We herein report a case of putative
everolimus-associated
chylothorax in a cardiac transplant recipient. A 17-year-old Japanese boy with
dilated cardiomyopathy and severe
cardiac failure requiring left ventricular assist support was determined to be a cardiac transplant candidate in 1992. He underwent overseas
heart transplantation in Houston, Texas in October 1992. He was subsequently treated with immunosuppression therapy:
Cyclosporine (CSA),
azathioprine, and
prednisolone (PRD). After several acute rejection episodes requiring
steroid therapy, intravascular ultrasonography revealed a moderate degree of transplant coronary arterial vasculopathy (TCAV) with 50%
stenosis in 2003. He underwent coronary stenting twice; the immunosuppressive regimen was converted to CSA,
mycophenolate mofetil,
everolimus (EVL), and PRD in 2006. TCAV has not progressed since then.

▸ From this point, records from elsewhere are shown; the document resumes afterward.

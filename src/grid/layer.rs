use rustc_hash::FxHashMap;

use crate::fixed_math::{FixedNum, FixedVec2};
use crate::ids::LayerId;

use super::cell::Cell;

/// A coplanar sub-grid: the ground plane, one per bridge, or the wall layer.
#[derive(Clone, Debug)]
pub struct Layer {
    pub id: LayerId,
    pub width: usize,
    pub height: usize,
    /// Offset, in ground-cell coordinates, of this layer's (0,0) cell.
    /// Zero for the ground layer itself.
    pub origin_offset: (i32, i32),
    pub cells: Vec<Cell>,
    /// Ramp/approach endpoints used by the hierarchical search to stitch a
    /// bridge layer into the ground graph.
    pub start_cell: Option<(usize, usize)>,
    pub end_cell: Option<(usize, usize)>,
    pub destroyed: bool,
}

impl Layer {
    pub fn new(id: LayerId, width: usize, height: usize, origin_offset: (i32, i32)) -> Self {
        Self {
            id,
            width,
            height,
            origin_offset,
            cells: vec![Cell::new(id); width * height],
            start_cell: None,
            end_cell: None,
            destroyed: false,
        }
    }

    #[inline]
    pub fn index(&self, x: usize, y: usize) -> usize {
        y * self.width + x
    }

    pub fn in_bounds(&self, x: i32, y: i32) -> bool {
        x >= 0 && y >= 0 && (x as usize) < self.width && (y as usize) < self.height
    }

    pub fn get(&self, x: usize, y: usize) -> Option<&Cell> {
        if x < self.width && y < self.height {
            Some(&self.cells[self.index(x, y)])
        } else {
            None
        }
    }

    pub fn get_mut(&mut self, x: usize, y: usize) -> Option<&mut Cell> {
        if x < self.width && y < self.height {
            let idx = self.index(x, y);
            Some(&mut self.cells[idx])
        } else {
            None
        }
    }

    /// Ground-cell coordinates -> this layer's local coordinates, bounds
    /// checked against the layer's origin-offset sub-region.
    pub fn ground_to_local(&self, gx: i32, gy: i32) -> Option<(usize, usize)> {
        let lx = gx - self.origin_offset.0;
        let ly = gy - self.origin_offset.1;
        if self.in_bounds(lx, ly) {
            Some((lx as usize, ly as usize))
        } else {
            None
        }
    }

    pub fn local_to_ground(&self, x: usize, y: usize) -> (i32, i32) {
        (x as i32 + self.origin_offset.0, y as i32 + self.origin_offset.1)
    }
}

/// Named layers over a world: ground, zero-or-more bridges, and one wall
/// layer.
pub struct LayerSet {
    pub ground: Layer,
    pub bridges: FxHashMap<u16, Layer>,
    pub wall: Option<Layer>,
    next_bridge_id: u16,
}

impl LayerSet {
    pub fn new(width: usize, height: usize) -> Self {
        Self {
            ground: Layer::new(LayerId::Ground, width, height, (0, 0)),
            bridges: FxHashMap::default(),
            wall: None,
            next_bridge_id: 0,
        }
    }

    pub fn layer(&self, id: LayerId) -> Option<&Layer> {
        match id {
            LayerId::Ground => Some(&self.ground),
            LayerId::Bridge(n) => self.bridges.get(&n),
            LayerId::Wall => self.wall.as_ref(),
        }
    }

    pub fn layer_mut(&mut self, id: LayerId) -> Option<&mut Layer> {
        match id {
            LayerId::Ground => Some(&mut self.ground),
            LayerId::Bridge(n) => self.bridges.get_mut(&n),
            LayerId::Wall => self.wall.as_mut(),
        }
    }

    pub fn add_bridge_layer(&mut self, width: usize, height: usize, origin_offset: (i32, i32)) -> LayerId {
        let id = self.next_bridge_id;
        self.next_bridge_id += 1;
        let layer_id = LayerId::Bridge(id);
        self.bridges.insert(id, Layer::new(layer_id, width, height, origin_offset));
        layer_id
    }

    pub fn remove_bridge_layer(&mut self, id: u16) {
        self.bridges.remove(&id);
    }

    /// Put a bridge in `destroyed` state: its cells become impassable and
    /// every ground<->layer link through it is cleared.
    pub fn destroy_bridge(&mut self, id: u16) {
        if let Some(layer) = self.bridges.get_mut(&id) {
            layer.destroyed = true;
            for cell in layer.cells.iter_mut() {
                cell.cell_type = super::cell::CellType::Impassable;
                cell.connects_to_layer = None;
            }
            let offset = layer.origin_offset;
            let (w, h) = (layer.width, layer.height);
            for y in 0..h {
                for x in 0..w {
                    let (gx, gy) = (x as i32 + offset.0, y as i32 + offset.1);
                    if let Some(ground_cell) = self
                        .ground
                        .get_mut(gx.max(0) as usize, gy.max(0) as usize)
                        .filter(|_| gx >= 0 && gy >= 0)
                    {
                        if ground_cell.connects_to_layer == Some(LayerId::Bridge(id)) {
                            ground_cell.connects_to_layer = None;
                        }
                    }
                }
            }
        }
    }
}

/// Maps world coordinates onto layered pathfind cells.
pub struct CellGrid {
    pub layers: LayerSet,
    pub cell_size: FixedNum,
    pub world_origin: FixedVec2,
}

impl CellGrid {
    pub fn new(width: usize, height: usize, cell_size: FixedNum, world_origin: FixedVec2) -> Self {
        Self {
            layers: LayerSet::new(width, height),
            cell_size,
            world_origin,
        }
    }

    /// Floor-divide a world position by the cell edge length to get ground
    /// cell coordinates, without bounds checking.
    pub fn world_to_ground_coords(&self, pos: FixedVec2) -> (i32, i32) {
        let local = pos - self.world_origin;
        let gx = (local.x / self.cell_size).floor().to_num::<i32>();
        let gy = (local.y / self.cell_size).floor().to_num::<i32>();
        (gx, gy)
    }

    /// Ground-layer lookup: pick layer, clamp to bounds, `None` if outside
    /// the map extent.
    pub fn world_to_cell(&self, pos: FixedVec2) -> Option<(usize, usize)> {
        let (gx, gy) = self.world_to_ground_coords(pos);
        self.layers.ground.ground_to_local(gx, gy)
    }

    /// Same lookup against a specific (possibly non-ground) layer.
    pub fn world_to_cell_on_layer(&self, pos: FixedVec2, layer_id: LayerId) -> Option<(usize, usize)> {
        let (gx, gy) = self.world_to_ground_coords(pos);
        self.layers.layer(layer_id)?.ground_to_local(gx, gy)
    }

    pub fn cell_center(&self, layer_id: LayerId, x: usize, y: usize) -> Option<FixedVec2> {
        let layer = self.layers.layer(layer_id)?;
        let (gx, gy) = layer.local_to_ground(x, y);
        let half = self.cell_size / FixedNum::from_num(2);
        Some(FixedVec2::new(
            self.world_origin.x + FixedNum::from_num(gx) * self.cell_size + half,
            self.world_origin.y + FixedNum::from_num(gy) * self.cell_size + half,
        ))
    }

    pub fn cell(&self, layer_id: LayerId, x: usize, y: usize) -> Option<&Cell> {
        self.layers.layer(layer_id)?.get(x, y)
    }

    pub fn cell_mut(&mut self, layer_id: LayerId, x: usize, y: usize) -> Option<&mut Cell> {
        self.layers.layer_mut(layer_id)?.get_mut(x, y)
    }
}

#[cfg(test)]
mod tests {
    use super::*;

    #[test]
    fn world_to_cell_then_cell_center_round_trips_to_same_cell() {
        let grid = CellGrid::new(200, 200, FixedNum::from_num(1), FixedVec2::ZERO);
        let (x, y) = grid.world_to_cell(FixedVec2::new(FixedNum::from_num(5.4), FixedNum::from_num(5.9))).unwrap();
        assert_eq!((x, y), (5, 5));
        let center = grid.cell_center(LayerId::Ground, x, y).unwrap();
        let (x2, y2) = grid.world_to_cell(center).unwrap();
        assert_eq!((x, y), (x2, y2));
    }

    #[test]
    fn out_of_bounds_lookup_is_none() {
        let grid = CellGrid::new(10, 10, FixedNum::from_num(1), FixedVec2::ZERO);
        assert!(grid.world_to_cell(FixedVec2::new(FixedNum::from_num(-1), FixedNum::ZERO)).is_none());
        assert!(grid.world_to_cell(FixedVec2::new(FixedNum::from_num(50), FixedNum::ZERO)).is_none());
    }
}
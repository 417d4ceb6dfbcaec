//! Deterministic grid pathfinding and movement coordination for a
//! real-time strategy engine.
//!
//! The crate is organised the way the simulation touches it: [`grid`]
//! owns the layered cell terrain and obstacle stamping, [`zone`] derives
//! per-mobility reachability, [`pool`] and [`occupancy`] hold the bounded
//! per-cell transient state shared by search and the occupancy machine,
//! [`astar`] is the core search, and [`search`] exposes the variant
//! dispatchers AI callers actually use.

pub mod astar;
pub mod contain;
pub mod error;
pub mod fixed_math;
pub mod grid;
pub mod ids;
pub mod interop;
pub mod locomotor;
pub mod occupancy;
pub mod path;
pub mod pathfinder;
pub mod pool;
pub mod queue;
pub mod save;
pub mod search;
pub mod zone;

pub use error::PathfindError;
pub use fixed_math::{FixedNum, FixedVec2};
pub use ids::{BridgeId, EntityId, LayerId, ObstacleId};
//! The pathfind cell grid: terrain classification, bridge/wall layers, and
//! static-obstacle stamping.

mod cell;
mod classify;
mod layer;
mod obstacle;

pub use cell::{Cell, CellType};
pub use classify::{classify_bridge_layer, classify_map_cells, classify_wall_layer, WallPiece};
pub use layer::{CellGrid, Layer, LayerSet};
pub use obstacle::{stamp_obstacle, unstamp_obstacle, ObstacleFootprint, ObstacleShape};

In October 2008, chest x-ray showed bilateral
pleural effusion. As we thought that the
pleural effusion was caused by cardiac dysfunction due to moderate
mitral regurgitation and TCAV as well as renal impairment, he was treated with
diuretics and
digoxin. However, the
pleural effusion progressed gradually associated with exertional
dyspnea and moderate
edema of his lower legs. Chest computed tomography showed massive bilateral
pleural effusions without evidence of
malignancy in 2011. A pleural tap in 2011 revealed
chylothorax. Although
mammalian target of rapamycin inhibitors were major drugs for lymphoangioleimyomatosis, we believed that the
chylothorax was associated with EVL. EVL was discontinued in March 2011: the
chylothorax spontaneously resolved in November 2011.